Well fuck... I'm sold on it now . The guitar tone on Helmet's Betty is one of my all time favorites. If I can find a good deal I'll definitely have to check it out and play one.

Cool review and thanks for the clips dude


----------



## trippled (Mar 28, 2009)

It actually sounds not bad to my taste.


----------



## Thin_Ice_77 (Mar 29, 2009)

I think it sounds really good, I may well look into one. Thanks for the clips!


----------



## ugmung (Mar 29, 2009)

that drive cover was sexy. it kind of sounds like a recto to me to be honest. you need to invest in an OD and EQ. tighten that shit up.


----------



## EdgeCrusher (Mar 29, 2009)

Yeah, an overdrive up front really helps tighten things up as well as add some extra edge to this amp. My bandmate has one and his TS-9 Tubescreamer really makes the amp shine. The Thermion does kinda sound like a cross between a JCM2000 and Rectifier; it's a great amp for the money


----------



## Scar Symmetry (Mar 30, 2009)

ugmung said:


> that drive cover was sexy. it kind of sounds like a recto to me to be honest. you need to invest in an OD and EQ. tighten that shit up.



yeah it does, kinda.


----------



## sepherus (Mar 30, 2009)

nice tones. I actually really disliked the amp when i tried it, but now i think i know where to place the blame: the "matching" cab i tried it with. The cab was complete mud.


----------



## EdgeCrusher (Mar 30, 2009)

Here's a random little clip from a while back so you can hear what the Thermion sounds like boosted with a TS-9. I apologize in advance for the horrible screaming of my friend, I was just messing around with a riff and he decided to record it while screaming into the camera


----------



## ivegotahardy (Oct 5, 2015)

hey man hows the amp going if you've still got it? thinking about giving one a go, also who plays that song drive, i know it but haven't heard it in so long!! 
thanks


----------



## ElRay (Oct 5, 2015)

Misread. Was expecting an Ibanez branded:


----------



## Ordacleaphobia (Oct 5, 2015)

ElRay said:


> Misread. Was expecting an Ibanez branded:



I did too lol.


----------



## cGoEcYk (Oct 5, 2015)

Bit of a zombie? Just adding my $0.02 and a clip since I have some Thermion love. I think they are total sleepers for the $200-400 you can find them for. 

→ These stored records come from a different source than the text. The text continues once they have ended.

//! A single fixed-size bin and its free-rectangle bookkeeping.

use tracing::trace;

use crate::blit::TextureHandle;
use crate::rect::IntRect;

/// Result of a free-area search: which rectangle fits, and whether it holds
/// the padded request or only the bare content (the near-edge fallback).
#[derive(Debug, Clone, Copy, PartialEq, Eq)]
pub struct FreeAreaFit {
    pub index: usize,
    pub padded: bool,
}

/// The region carved out of a page for one placement.
#[derive(Debug, Clone, Copy)]
pub(crate) struct CarvedArea {
    /// Rectangle the content occupies.
    pub content: IntRect,
    /// Rectangle removed from free space (content plus padding ring). This
    /// is what a release returns to the free list.
    pub carved: IntRect,
}

/// One fixed-size pixel buffer plus its free-rectangle bookkeeping.
///
/// Free rectangles are kept pairwise disjoint, so the free area total plus
/// the carved area total always equals the page area. Guillotine splitting
/// leaves non-mergeable slivers behind; that fragmentation is accepted in
/// exchange for O(free-list) allocation with no rebalancing pass.
#[derive(Debug)]
pub struct Page {
    index: u32,
    width: u32,
    height: u32,
    texture: TextureHandle,
    free_areas: Vec<IntRect>,
}

impl Page {
    pub(crate) fn new(index: u32, width: u32, height: u32, texture: TextureHandle) -> Self {
        Self {
            index,
            width,
            height,
            texture,
            free_areas: vec![IntRect::new(0, 0, width, height)],
        }
    }

    pub fn index(&self) -> u32 {
        self.index
    }

    pub fn width(&self) -> u32 {
        self.width
    }

    pub fn height(&self) -> u32 {
        self.height
    }

    pub fn texture(&self) -> TextureHandle {
        self.texture
    }

    pub fn free_areas(&self) -> &[IntRect] {
        &self.free_areas
    }

    pub fn free_area_count(&self) -> usize {
        self.free_areas.len()
    }

    /// Total unallocated pixels.
    pub fn free_pixels(&self) -> u64 {
        self.free_areas.iter().map(IntRect::area).sum()
    }

    /// Find a free rectangle for `width x height` content.
    ///
    /// Prefers a rectangle that holds the content inflated by `padding` on
    /// every side, falling back to a bare fit so placements near page edges
    /// stay possible. Candidates are ranked by smallest `x` (left-to-right
    /// bias); a rectangle whose edge exactly matches the request is taken
    /// immediately since it leaves no sliver behind.
    pub fn find_free_area(&self, width: u32, height: u32, padding: u32, alignment: u32) -> Option<FreeAreaFit> {
        if width == 0 || height == 0 || width > self.width || height > self.height {
            return None;
        }

        let padded_w = width + padding * 2;
        let padded_h = height + padding * 2;

        let mut best: Option<FreeAreaFit> = None;
        let mut best_x = self.width + 1;

        for (i, free) in self.free_areas.iter().enumerate() {
            debug_assert!(
                free.x % alignment == 0 && free.y % alignment == 0,
                "free area {free:?} drifted off the {alignment} alignment grid"
            );

            if free.x < best_x && padded_w <= free.width && padded_h <= free.height {
                best = Some(FreeAreaFit { index: i, padded: true });
                best_x = free.x;
                if padded_w == free.width || padded_h == free.height {
                    break;
                }
            } else if free.x < best_x && width <= free.width && height <= free.height {
                best = Some(FreeAreaFit { index: i, padded: false });
                best_x = free.x;
                if width == free.width || height == free.height {
                    break;
                }
            }
        }

        best
    }

    /// Carve `width x height` content out of the free rectangle chosen by
    /// [`find_free_area`], guillotine-splitting the remainder.
    ///
    /// Every free rectangle overlapping the carved region is decomposed into
    /// up to four disjoint slivers (left/right at full height, top/bottom
    /// clamped to the carved x-range); slivers contained in another new
    /// sliver are filtered out before the survivors rejoin the free list.
    ///
    /// [`find_free_area`]: Page::find_free_area
    pub(crate) fn carve(&mut self, fit: FreeAreaFit, width: u32, height: u32, padding: u32) -> CarvedArea {
        let chosen = self.free_areas.swap_remove(fit.index);

        let (content, carved) = if fit.padded {
            (
                IntRect::new(chosen.x + padding, chosen.y + padding, width, height),
                IntRect::new(chosen.x, chosen.y, width + padding * 2, height + padding * 2),
            )
        } else {
            let content = IntRect::new(chosen.x, chosen.y, width, height);
            (content, content)
        };
        debug_assert!(chosen.contains_rect(&carved), "carve must stay inside the chosen free area");

        let mut new_areas: Vec<IntRect> = Vec::with_capacity(4);
        split_around(&chosen, &carved, &mut new_areas);

        // Free rectangles are disjoint, so nothing else should overlap the
        // carved region; sweep anyway so broken bookkeeping cannot silently
        // double-allocate.
        let mut i = 0;
        while i < self.free_areas.len() {
            if self.free_areas[i].overlaps(&carved) {
                debug_assert!(false, "free areas overlap: {:?} vs carved {carved:?}", self.free_areas[i]);
                let area = self.free_areas.swap_remove(i);
                split_around(&area, &carved, &mut new_areas);
            } else {
                i += 1;
            }
        }

        filter_contained(&mut new_areas);
        trace!(page = self.index, ?carved, slivers = new_areas.len(), "carved area");
        self.free_areas.append(&mut new_areas);

        CarvedArea { content, carved }
    }

    /// Return a previously carved rectangle to the free list, as-is.
    pub(crate) fn add_free_area(&mut self, area: IntRect) {
        debug_assert!(!area.is_empty());
        debug_assert!(
            self.free_areas.iter().all(|f| !f.overlaps(&area)),
            "returned area {area:?} overlaps existing free space"
        );
        self.free_areas.push(area);
    }

    /// Drop all bookkeeping and mark the whole page free again.
    pub(crate) fn reset(&mut self) {
        self.free_areas.clear();
        self.free_areas.push(IntRect::new(0, 0, self.width, self.height));
    }
}

/// Decompose `area \ divider` into up to four disjoint slivers.
fn split_around(area: &IntRect, divider: &IntRect, out: &mut Vec<IntRect>) {
    // Left and right slivers run the full height of the area.
    if divider.x > area.x {
        out.push(IntRect::new(area.x, area.y, divider.x - area.x, area.height));
    }
    if area.right() > divider.right() {
        out.push(IntRect::new(divider.right(), area.y, area.right() - divider.right(), area.height));
    }

    // Top and bottom slivers are clamped to the divider's x-range so the
    // four pieces stay disjoint.
    let mx0 = divider.x.max(area.x);
    let mx1 = divider.right().min(area.right());
    if mx1 > mx0 {
        if divider.y > area.y {
            out.push(IntRect::new(mx0, area.y, mx1 - mx0, divider.y - area.y));
        }
        if area.top() > divider.top() {
            out.push(IntRect::new(mx0, divider.top(), mx1 - mx0, area.top() - divider.top()));
        }
    }
}

/// Remove rectangles fully contained within another rectangle of the batch.
fn filter_contained(areas: &mut Vec<IntRect>) {
    let mut i = 0;
    'outer: while i < areas.len() {
        for j in 0..areas.len() {
            if i != j && areas[j].contains_rect(&areas[i]) {
                areas.swap_remove(i);
                continue 'outer;
            }
        }
        i += 1;
    }
}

My guitarist used a Thermion. I thought it was a dope amp and owned one for a while and loaded it with 6550s. It has a very cool dark clean channel with a crusty breakup when you drive it. One of the cooler clean channels I've come across- way nicer than Recto IMO (I'd have to A/B against my Tremoverb but my Rectoverb which I owned simultaneously had nothing on it).

The Thermion has a unique snarl on the gain channel. It's a dash smooth but it snarls at ya. The secret is that the amp has to be run quite loud, even louder than amps that need to be run loud before it reveals itself. When it does, you realize it's a sick amp (especially with the muscle of 6550's or KT88). It just has to be at a loud metal show on-stage volume, close to arena volume level... it will punch u in the nuts.

Here is a clip of a riffin oriented song that my guitarist came up with. He's using a passive guitar, no boost, and a Marshall cab with 75's. I used mine with the more modern options (active, boost, gate, midrange cab) but I though things came out cool enough in this clip, could have been a little tigher/more modern though-

https://www.youtube.com/watch?v=cLGs7fOrvGA


----------



## ElRay (Oct 5, 2015)

Ordacleaphobia said:


> I did too lol.



Nice to know I'm not the only one!


----------



## CaptainD00M (Oct 5, 2015)

I third that to make you feel better ^^ 

Seriously I was like 'When did Ibanez make one of those!?'


----------